The Love Addict


By H. B. Woodrose
- 1114 reads
A man sat naked in a chair with his back to the wall, bathed in a faint light from a brass lamp on the desk he was sitting at. There was no other light in the room. The shades weren’t drawn, but his bare one-bedroom apartment was on a high enough floor that nobody could see in.
“Love is an addiction to another person’s energy,” he read from a book on tantric sex that he’d stolen from an off-campus bookstore years ago. The pages splayed open the way her legs would spread when she’d lay on her back on his bed. His heart hurt, and his mouth sunk to a frown when he thought about it. A sigh escaped his slightly parted lips, and reading aloud, he said, “The energy between us is alive. It is conscious. It is made up of information, and truth. It is ‘the irreducible residue of everything.” He turned another page.

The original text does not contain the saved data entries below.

impl<G: OrderGateway> Dashboard<G> {
    pub fn new(gateway: G) -> Self {
        Self {
            gateway,
            orders: Vec::new(),
            clients: Vec::new(),
            pending_only: false,
            loading: false,
            updating_id: None,
            deleting_id: None,
            banner: None,
            form: OrderForm::new(),
        }
    }

    pub fn gateway(&self) -> &G {
        &self.gateway
    }

    pub fn orders(&self) -> &[Order] {
        &self.orders
    }

    pub fn clients(&self) -> &[Client] {
        &self.clients
    }

    pub fn pending_only(&self) -> bool {
        self.pending_only
    }

    pub fn is_loading(&self) -> bool {
        self.loading
    }

    /// Id of the order whose status change is in flight
    pub fn updating_id(&self) -> Option<&str> {
        self.updating_id.as_deref()
    }

    /// Id of the order whose deletion is in flight
    pub fn deleting_id(&self) -> Option<&str> {
        self.deleting_id.as_deref()
    }

    /// Table rows for the current list
    pub fn rows(&self) -> Vec<OrderRow> {
        self.orders.iter().map(OrderRow::from).collect()
    }

    /// The banner, if one is showing at `now`
    pub fn banner(&self, now: Instant) -> Option<&Banner> {
        self.banner.as_ref().filter(|b| !b.is_expired(now))
    }

    pub fn dismiss_banner(&mut self) {
        self.banner = None;
    }

    fn notify(&mut self, banner: Banner) {
        self.banner = Some(banner);
    }

    /// Fill the client selector
    pub async fn load_clients(&mut self) {
        match self.gateway.list_clients().await {
            Ok(clients) => self.clients = clients,
            Err(_) => self.form.error = Some(MSG_LOAD_CLIENTS_FAILED.to_string()),
        }
    }

    /// Reload the list according to the pending filter
    ///
    /// On failure the previous list stays in place.
    pub async fn refresh(&mut self) {
        self.loading = true;
        let result = if self.pending_only {
            self.gateway.list_pending().await
        } else {
            self.gateway.list().await
        };
        self.loading = false;

        match result {
            Ok(orders) => self.orders = orders,
            Err(_) => {
                let text = if self.pending_only {
                    MSG_LOAD_PENDING_FAILED
                } else {
                    MSG_LOAD_FAILED
                };
                self.notify(Banner::error(text, Instant::now()));
            }
        }
    }

    pub async fn set_pending_only(&mut self, pending_only: bool) {
        self.pending_only = pending_only;
        self.refresh().await;
    }

    /// Validate and create the order in the form
    pub async fn submit_form(&mut self) -> SubmitOutcome {
        let Some(payload) = self.form.payload() else {
            return SubmitOutcome::Invalid;
        };

        self.form.submitting = true;
        self.form.error = None;
        let result = self.gateway.create(&payload).await;
        self.form.submitting = false;

        match result {
            Ok(created) => {
                self.form.reset();
                self.notify(Banner::success(MSG_CREATED, Instant::now()));
                self.refresh().await;
                SubmitOutcome::Created(created)
            }
            Err(_) => {
                self.form.error = Some(MSG_CREATE_FAILED.to_string());
                SubmitOutcome::Failed
            }
        }
    }

    /// Move `order` to `status`, carrying its notes over
    ///
    /// Returns `false` without calling out when the order has no id or already
    /// has that status.
    pub async fn change_status(&mut self, order: &Order, status: OrderStatus) -> bool {
        let Some(update) = OrderStatusUpdate::for_order(order, status) else {
            return false;
        };

        self.updating_id = Some(update.id.clone());
        let result = self.gateway.update(&update).await;
        self.updating_id = None;

        let banner = match result {
            Ok(_) => Banner::success(MSG_UPDATED, Instant::now()),
            Err(_) => Banner::error(MSG_UPDATE_FAILED, Instant::now()),
        };
        self.notify(banner);
        self.refresh().await;
        true
    }

    /// Delete the order once the user has confirmed
    pub async fn delete(&mut self, id: &str, confirmed: bool) -> bool {
        if !confirmed {
            return false;
        }

        self.deleting_id = Some(id.to_string());
        let result = self.gateway.delete(id).await;
        self.deleting_id = None;

        let banner = match result {
            Ok(_) => Banner::success(MSG_DELETED, Instant::now()),
            Err(_) => Banner::error(MSG_DELETE_FAILED, Instant::now()),
        };
        self.notify(banner);
        self.refresh().await;
        true
    }
}

#[cfg(test)]
mod tests {
    use super::*;
    use crate::client::{ClientError, ClientResult};
    use crate::core::form::OrderField;
    use crate::core::order::NewOrder;
    use async_trait::async_trait;
    use reqwest::StatusCode;
    use serde_json::{Value, json};
    use std::sync::Mutex;
    use std::sync::atomic::{AtomicBool, AtomicUsize, Ordering};
    use std::time::Duration;

    /// Gateway keeping orders in a Vec, with a switch to fail every call
    #[derive(Default)]
    struct FakeGateway {
        orders: Mutex<Vec<Order>>,
        fail: AtomicBool,
        calls: AtomicUsize,
    }

    impl FakeGateway {
        fn check(&self) -> ClientResult<()> {
            self.calls.fetch_add(1, Ordering::SeqCst);
            if self.fail.load(Ordering::SeqCst) {
                Err(ClientError::Status {
                    url: "fake".to_string(),
                    status: StatusCode::INTERNAL_SERVER_ERROR,
                    message: "fallo".to_string(),
                })
            } else {
                Ok(())
            }
        }

        fn calls(&self) -> usize {
            self.calls.load(Ordering::SeqCst)
        }
    }

    #[async_trait]
    impl OrderGateway for FakeGateway {
        async fn list(&self) -> ClientResult<Vec<Order>> {
            self.check()?;
            Ok(self.orders.lock().unwrap().clone())
        }

        async fn list_pending(&self) -> ClientResult<Vec<Order>> {
            self.check()?;
            Ok(self
                .orders
                .lock()
                .unwrap()
                .iter()
                .filter(|o| o.estado_pedido == OrderStatus::Pendiente)
                .cloned()
                .collect())
        }

        async fn list_clients(&self) -> ClientResult<Vec<Client>> {
            self.check()?;
            Ok(vec![Client {
                id: "c-1".to_string(),
                first_name: "Ana".to_string(),
                last_name: "Gómez".to_string(),
            }])
        }

        async fn create(&self, order: &NewOrder) -> ClientResult<Order> {
            self.check()?;
            let mut orders = self.orders.lock().unwrap();
            let created = Order {
                id: Some(format!("{}", orders.len() + 1)),
                numero_pedido: order.numero_pedido.clone(),
                fecha_pedido: order.fecha_pedido.clone(),
                cliente: order.cliente.clone(),
                estado_pedido: order.estado_pedido.clone(),
                fecha_entrega_estimada: order.fecha_entrega_estimada.clone(),
                total_pedido: order.total_pedido.clone(),
                notas_pedido: Some(order.notas_pedido.clone()),
            };
            orders.push(created.clone());
            Ok(created)
        }

        async fn update(&self, update: &OrderStatusUpdate) -> ClientResult<Order> {
            self.check()?;
            let mut orders = self.orders.lock().unwrap();
            let order = orders
                .iter_mut()
                .find(|o| o.id.as_deref() == Some(update.id.as_str()))
                .unwrap();
            order.estado_pedido = update.estado_pedido.clone();
            order.notas_pedido = Some(update.notas_pedido.clone());
            Ok(order.clone())
        }

        async fn delete(&self, id: &str) -> ClientResult<Value> {
            self.check()?;
            self.orders
                .lock()
                .unwrap()
                .retain(|o| o.id.as_deref() != Some(id));
            Ok(json!({ "success": true }))
        }
    }

    fn fill_form<G: OrderGateway>(dashboard: &mut Dashboard<G>, numero: &str) {
        let form = &mut dashboard.form;
        form.set_field(OrderField::NumeroPedido, numero);
        form.set_field(OrderField::FechaPedido, "2024-03-05");
        form.set_field(OrderField::Cliente, "c-1");
        form.set_field(OrderField::FechaEntregaEstimada, "2024-03-12");
        form.set_field(OrderField::TotalPedido, "120000");
    }

    #[tokio::test]
    async fn test_submit_invalid_form_makes_no_call() {
        let mut dashboard = Dashboard::new(FakeGateway::default());
        assert_eq!(dashboard.submit_form().await, SubmitOutcome::Invalid);
        assert_eq!(dashboard.gateway().calls(), 0);
        assert!(!dashboard.form.errors.is_empty());
    }

    #[tokio::test]
    async fn test_submit_creates_resets_and_refreshes() {
        let mut dashboard = Dashboard::new(FakeGateway::default());
        fill_form(&mut dashboard, "P-1");

        let outcome = dashboard.submit_form().await;
        let SubmitOutcome::Created(created) = outcome else {
            panic!("expected creation, got {:?}", outcome);
        };
        assert_eq!(created.fecha_pedido, "05-03-2024");
        assert_eq!(created.fecha_entrega_estimada, "2024-03-12");

        assert_eq!(dashboard.orders().len(), 1);
        assert!(dashboard.form.draft.numero_pedido.is_empty());
        let banner = dashboard.banner(Instant::now()).unwrap();
        assert_eq!(banner.text, MSG_CREATED);
        assert_eq!(banner.kind, BannerKind::Success);
    }

    #[tokio::test]
    async fn test_submit_failure_keeps_draft() {
        let mut dashboard = Dashboard::new(FakeGateway::default());
        fill_form(&mut dashboard, "P-1");
        dashboard.gateway().fail.store(true, Ordering::SeqCst);

        assert_eq!(dashboard.submit_form().await, SubmitOutcome::Failed);
        assert_eq!(dashboard.form.error.as_deref(), Some(MSG_CREATE_FAILED));
        assert_eq!(dashboard.form.draft.numero_pedido, "P-1");
        assert!(!dashboard.form.submitting);
    }

    #[tokio::test]
    async fn test_change_status_updates_and_refreshes() {
        let mut dashboard = Dashboard::new(FakeGateway::default());
        fill_form(&mut dashboard, "P-1");
        dashboard.submit_form().await;

        let order = dashboard.orders()[0].clone();
        assert!(dashboard.change_status(&order, OrderStatus::Pagado).await);
        assert_eq!(dashboard.orders()[0].estado_pedido, OrderStatus::Pagado);
        assert_eq!(dashboard.banner(Instant::now()).unwrap().text, MSG_UPDATED);
        assert!(dashboard.updating_id().is_none());
    }

    #[tokio::test]
    async fn test_change_status_noop_cases() {
        let mut dashboard = Dashboard::new(FakeGateway::default());
        let unsaved = Order::default();
        assert!(!dashboard.change_status(&unsaved, OrderStatus::Pagado).await);

        let same = Order {
            id: Some("1".to_string()),
            ..Default::default()
        };
        assert!(!dashboard.change_status(&same, OrderStatus::Pendiente).await);
        assert_eq!(dashboard.gateway().calls(), 0);
    }

    #[tokio::test]
    async fn test_delete_requires_confirmation() {
        let mut dashboard = Dashboard::new(FakeGateway::default());
        fill_form(&mut dashboard, "P-1");
        dashboard.submit_form().await;
        let id = dashboard.orders()[0].id.clone().unwrap();

        assert!(!dashboard.delete(&id, false).await);
        assert_eq!(dashboard.orders().len(), 1);

        assert!(dashboard.delete(&id, true).await);
        assert!(dashboard.orders().is_empty());
        assert_eq!(dashboard.banner(Instant::now()).unwrap().text, MSG_DELETED);
    }

    #[tokio::test]
    async fn test_failed_delete_shows_error_banner() {
        let mut dashboard = Dashboard::new(FakeGateway::default());
        dashboard.gateway().fail.store(true, Ordering::SeqCst);
        dashboard.delete("1", true).await;
        // the follow-up refresh fails too and its message replaces the delete error
        let banner = dashboard.banner(Instant::now()).unwrap();
        assert_eq!(banner.kind, BannerKind::Error);
        assert_eq!(banner.text, MSG_LOAD_FAILED);
    }

    #[tokio::test]
    async fn test_pending_filter() {
        let mut dashboard = Dashboard::new(FakeGateway::default());
        fill_form(&mut dashboard, "P-1");
        dashboard.submit_form().await;
        fill_form(&mut dashboard, "P-2");
        dashboard.submit_form().await;

        let paid = dashboard.orders()[0].clone();
        dashboard.change_status(&paid, OrderStatus::Pagado).await;

        dashboard.set_pending_only(true).await;
        assert!(dashboard.pending_only());
        assert_eq!(dashboard.orders().len(), 1);
        assert_eq!(dashboard.orders()[0].numero_pedido, "P-2");
    }

    #[tokio::test]
    async fn test_refresh_failure_keeps_previous_list() {
        let mut dashboard = Dashboard::new(FakeGateway::default());
        fill_form(&mut dashboard, "P-1");
        dashboard.submit_form().await;

        dashboard.gateway().fail.store(true, Ordering::SeqCst);
        dashboard.set_pending_only(true).await;
        assert_eq!(dashboard.orders().len(), 1);
        assert_eq!(
            dashboard.banner(Instant::now()).unwrap().text,
            MSG_LOAD_PENDING_FAILED
        );
        assert!(!dashboard.is_loading());
    }

    #[tokio::test]
    async fn test_load_clients() {
        let mut dashboard = Dashboard::new(FakeGateway::default());
        dashboard.load_clients().await;
        assert_eq!(dashboard.clients().len(), 1);

        let mut failing = Dashboard::new(FakeGateway::default());
        failing.gateway().fail.store(true, Ordering::SeqCst);
        failing.load_clients().await;
        assert_eq!(failing.form.error.as_deref(), Some(MSG_LOAD_CLIENTS_FAILED));
    }

    #[tokio::test]
    async fn test_banner_auto_dismisses() {
        let mut dashboard = Dashboard::new(FakeGateway::default());
        fill_form(&mut dashboard, "P-1");
        dashboard.submit_form().await;

        let later = Instant::now() + BANNER_TTL + Duration::from_millis(1);
        assert!(dashboard.banner(later).is_none());

        dashboard.dismiss_banner();
        assert!(dashboard.banner(Instant::now()).is_none());
    }

    #[tokio::test]
    async fn test_rows_are_display_formatted() {
        let mut dashboard = Dashboard::new(FakeGateway::default());
        fill_form(&mut dashboard, "P-1");
        dashboard.submit_form().await;

        let rows = dashboard.rows();
        assert_eq!(rows.len(), 1);
        assert_eq!(rows[0].fecha_pedido, "05/03/2024");
        assert_eq!(rows[0].total, "$ 120.000");
        assert_eq!(rows[0].notes, None);
    }
}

“Could I even do it?” The man cocked his head, imagining the position he might be contorting himself into. He was athletic enough to not be out of shape, but not enough to truly be considered athletic. “I’d have to wash my toes, I guess.”
He turned a couple more pages and examined the pictures of ancient sex acts, some drawings, some photographs.
“It’s got to be in here.”
He flipped a few more pages and stopped on one called the passion pretzel, a man and woman twisted together face to face, each with an opposite foot flat on the ground. The position didn’t look comfortable or even remotely pleasurable. He nodded his head. “Oh, okay. Looks like a pretzel. Weird.”

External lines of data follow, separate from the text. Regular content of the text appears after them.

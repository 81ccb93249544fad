//! Order (pedido) and client (cliente) records as exchanged with the CRM

use serde::{Deserialize, Deserializer, Serialize};
use serde_json::Value;
use std::fmt;
use std::str::FromStr;

/// Lifecycle status of an order
///
/// The CRM is the source of truth for statuses; any value outside the three
/// known ones is kept verbatim in `Other` so a listing never fails to decode.
#[derive(Debug, Clone, PartialEq, Eq, Hash, Default, Serialize, Deserialize)]
#[serde(from = "String", into = "String")]
pub enum OrderStatus {
    #[default]
    Pendiente,
    Pagado,
    Atrasado,
    Other(String),
}

impl OrderStatus {
    /// The three statuses offered by the status selector, in display order
    pub const SELECTABLE: [OrderStatus; 3] = [
        OrderStatus::Pendiente,
        OrderStatus::Pagado,
        OrderStatus::Atrasado,
    ];

    pub fn as_str(&self) -> &str {
        match self {
            OrderStatus::Pendiente => "Pendiente",
            OrderStatus::Pagado => "Pagado",
            OrderStatus::Atrasado => "Atrasado",
            OrderStatus::Other(s) => s,
        }
    }

    /// Whether this is one of the statuses the CRM entry point understands
    pub fn is_known(&self) -> bool {
        !matches!(self, OrderStatus::Other(_))
    }
}

impl fmt::Display for OrderStatus {
    fn fmt(&self, f: &mut fmt::Formatter<'_>) -> fmt::Result {
        f.write_str(self.as_str())
    }
}

impl From<String> for OrderStatus {
    fn from(value: String) -> Self {
        match value.as_str() {
            "Pendiente" => OrderStatus::Pendiente,
            "Pagado" => OrderStatus::Pagado,
            "Atrasado" => OrderStatus::Atrasado,
            _ => OrderStatus::Other(value),
        }
    }
}

impl From<OrderStatus> for String {
    fn from(status: OrderStatus) -> Self {
        match status {
            OrderStatus::Other(s) => s,
            known => known.as_str().to_string(),
        }
    }
}

impl FromStr for OrderStatus {
    type Err = std::convert::Infallible;

    fn from_str(s: &str) -> Result<Self, Self::Err> {
        Ok(OrderStatus::from(s.to_string()))
    }
}

/// An order as listed by the CRM
///
/// Every field defaults when absent so partial CRM records still decode.
/// Dates are kept as the strings the CRM sent; see [`crate::core::dates`]
/// for conversions.
#[derive(Debug, Clone, PartialEq, Default, Serialize, Deserialize)]
pub struct Order {
    /// Opaque identifier assigned by the CRM, absent until created
    #[serde(
        default,
        deserialize_with = "opt_string_or_number",
        skip_serializing_if = "Option::is_none"
    )]
    pub id: Option<String>,

    #[serde(default, deserialize_with = "string_or_number")]
    pub numero_pedido: String,

    #[serde(default, deserialize_with = "string_or_number")]
    pub fecha_pedido: String,

    /// Client identifier
    #[serde(default, deserialize_with = "string_or_number")]
    pub cliente: String,

    /// `null` or absent means the default status
    #[serde(default, deserialize_with = "status_or_default")]
    pub estado_pedido: OrderStatus,

    #[serde(default, deserialize_with = "string_or_number")]
    pub fecha_entrega_estimada: String,

    #[serde(default, deserialize_with = "string_or_number")]
    pub total_pedido: String,

    #[serde(
        default,
        deserialize_with = "opt_string_or_number",
        skip_serializing_if = "Option::is_none"
    )]
    pub notas_pedido: Option<String>,
}

/// Body of a create call: an order without its identifier
#[derive(Debug, Clone, PartialEq, Default, Serialize, Deserialize)]
pub struct NewOrder {
    pub numero_pedido: String,
    pub fecha_pedido: String,
    pub cliente: String,
    pub estado_pedido: OrderStatus,
    pub fecha_entrega_estimada: String,
    pub total_pedido: String,
    pub notas_pedido: String,
}

/// Body of an update call issued from the orders table
///
/// Changing the status carries over the existing notes.
#[derive(Debug, Clone, PartialEq, Serialize, Deserialize)]
pub struct OrderStatusUpdate {
    pub id: String,
    pub estado_pedido: OrderStatus,
    pub notas_pedido: String,
}

impl OrderStatusUpdate {
    /// Build the update for moving `order` to `status`
    ///
    /// Returns `None` when the order has not been persisted yet or already has
    /// that status, in which case no call should be made.
    pub fn for_order(order: &Order, status: OrderStatus) -> Option<Self> {
        let id = order.id.as_ref()?;
        if order.estado_pedido == status {
            return None;
        }
        Some(Self {
            id: id.clone(),
            estado_pedido: status,
            notas_pedido: order.notas_pedido.clone().unwrap_or_default(),
        })
    }
}

/// Read-only client reference data for the client selector
#[derive(Debug, Clone, PartialEq, Default, Serialize, Deserialize)]
pub struct Client {
    #[serde(deserialize_with = "string_or_number")]
    pub id: String,
    #[serde(default, deserialize_with = "string_or_number")]
    pub first_name: String,
    #[serde(default, deserialize_with = "string_or_number")]
    pub last_name: String,
}

impl Client {
    /// Label shown in the selector
    pub fn display_name(&self) -> String {
        format!("{} {}", self.first_name, self.last_name)
            .trim()
            .to_string()
    }
}

fn value_to_string(value: Value) -> Option<String> {
    match value {
        Value::Null => None,
        Value::String(s) => Some(s),
        Value::Number(n) => Some(n.to_string()),
        Value::Bool(b) => Some(b.to_string()),
        other => Some(other.to_string()),
    }
}

fn string_or_number<'de, D>(deserializer: D) -> Result<String, D::Error>
where
    D: Deserializer<'de>,
{
    let value = Value::deserialize(deserializer)?;
    Ok(value_to_string(value).unwrap_or_default())
}

fn status_or_default<'de, D>(deserializer: D) -> Result<OrderStatus, D::Error>
where
    D: Deserializer<'de>,
{
    let value = Option::<String>::deserialize(deserializer)?;
    Ok(value.map(OrderStatus::from).unwrap_or_default())
}

fn opt_string_or_number<'de, D>(deserializer: D) -> Result<Option<String>, D::Error>
where
    D: Deserializer<'de>,
{
    let value = Value::deserialize(deserializer)?;
    Ok(value_to_string(value).filter(|s| !s.is_empty()))
}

Again, he was reminded of her. Three weeks ago he’d been eating an airport pretzel with jalapeños while they talked on the phone during a layover in Milwaukee, counting down the hours until he landed in Seattle. The anticipation of seeing each other had been built up over hours of phone conversations while he was away. Pet names were exchanged. Secrets were revealed that had brought them closer together. It was a cellphone honeymoon, and nothing could go wrong, and now he was headed home. She had bought new bed sheets while he was gone and they were wrinkled within minutes of him walking in the door. He studied the subtle curves of the woman in the book and imagined his fingers exploring the valley running up her back. His heart began to hurt again.

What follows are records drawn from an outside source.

//! Error types for statusfeed-core.

use std::path::PathBuf;

use thiserror::Error;

/// All errors that can arise from loading the structural configuration or
/// parsing domain identifiers.
#[derive(Debug, Error)]
pub enum ConfigError {
    /// Underlying I/O failure while reading the configuration file.
    #[error("I/O error at {path}: {source}")]
    Io {
        path: PathBuf,
        #[source]
        source: std::io::Error,
    },

    /// YAML parse error on load; carries the file path and serde_yaml line context.
    #[error("failed to parse configuration at {path}: {source}")]
    Parse {
        path: PathBuf,
        #[source]
        source: serde_yaml::Error,
    },

    /// `dirs::home_dir()` returned `None`; cannot locate `~/.statusfeed/`.
    #[error("cannot determine home directory; set $HOME or equivalent")]
    HomeNotFound,

    /// The configuration file did not exist at the expected path.
    #[error("configuration not found at {path}")]
    ConfigNotFound { path: PathBuf },

    /// A pipeline, stage or job name that cannot be joined into a project
    /// name and parsed back to the same unit.
    #[error("invalid name '{name}' in {path}; names must be non-empty, have no surrounding whitespace and not contain '::'")]
    InvalidName { path: PathBuf, name: String },

    /// A project name that is not `"<pipeline> :: <stage>"` or
    /// `"<pipeline> :: <stage> :: <job>"`.
    #[error("invalid project name '{0}'; expected '<pipeline> :: <stage>[ :: <job>]'")]
    InvalidProjectName(String),
}

/// Convenience constructor for [`ConfigError::Io`].
pub(crate) fn io_err(path: impl Into<PathBuf>, source: std::io::Error) -> ConfigError {
    ConfigError::Io {
        path: path.into(),
        source,
    }
}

The man flipped a few more pages with his thumb, all but engulfed in the darkness of the bedroom. A light breeze blew in over his naked body from an open window.
“I’d probably have to stretch first. I wonder if I could even reach.”
He turned another page and a paragraph caught his eye. He read it to himself in a silence that was broken by the horn of a taxi cab wailing on the street below:
When two humans come together, they form an energy-body between them, like an invisible person, fully alive and made up of the essence of both people. An umbilical-cord of light, ‘fastened’ to the heart chakra, connects each person to this mutual body, and thus to each other. Through this connection they communicate in a way that transcends spoken words: a language of intuition, truth and emotion, and the living essence of both parties involved. As you sit in your car, talking to a friend in your head, or saying out loud what you should have said to somebody instead of what you said, you’re communicating with the mutual energy-body that exists between you and that person. As two people fall in love, that body grows, and is strengthened by the love and attention flowing into it from both sides. Both are intimately entwined with this body, since it is dependent on a constant supply from both ends to remain alive. If one slacks on the flow, the other feels it. The heartache felt when a relationship ends is the energy-body between them dying, starving for the life essence that makes it up. Because it’s connected at the heart chakra, the heart feels full when in love, and when falling out of love the heart hurts.
The man closed his eyes and pictured her delicate cheekbones, her pale creamy skin and wide smile that lit up his life until a few days ago, when a bottle of whiskey came in-between them, and the energy-body they shared began to die. She had every right to be mad. He'd taken that whole bottle to his empty stomach. His mouth leaked and rambled, and he’d reached a point of drunkenness where his words murdered the comfortable silence between them. The drink shrouded his ability to process her attempts to calm him. Lines were crossed, and a simple misunderstanding carved a deep gash into what seemed to be an impenetrable bond between them. In the following days the consequences of those words unfolded, and he was left as he is now, alone with the pain of his mistakes, and a withering heart, and a foot in his mouth.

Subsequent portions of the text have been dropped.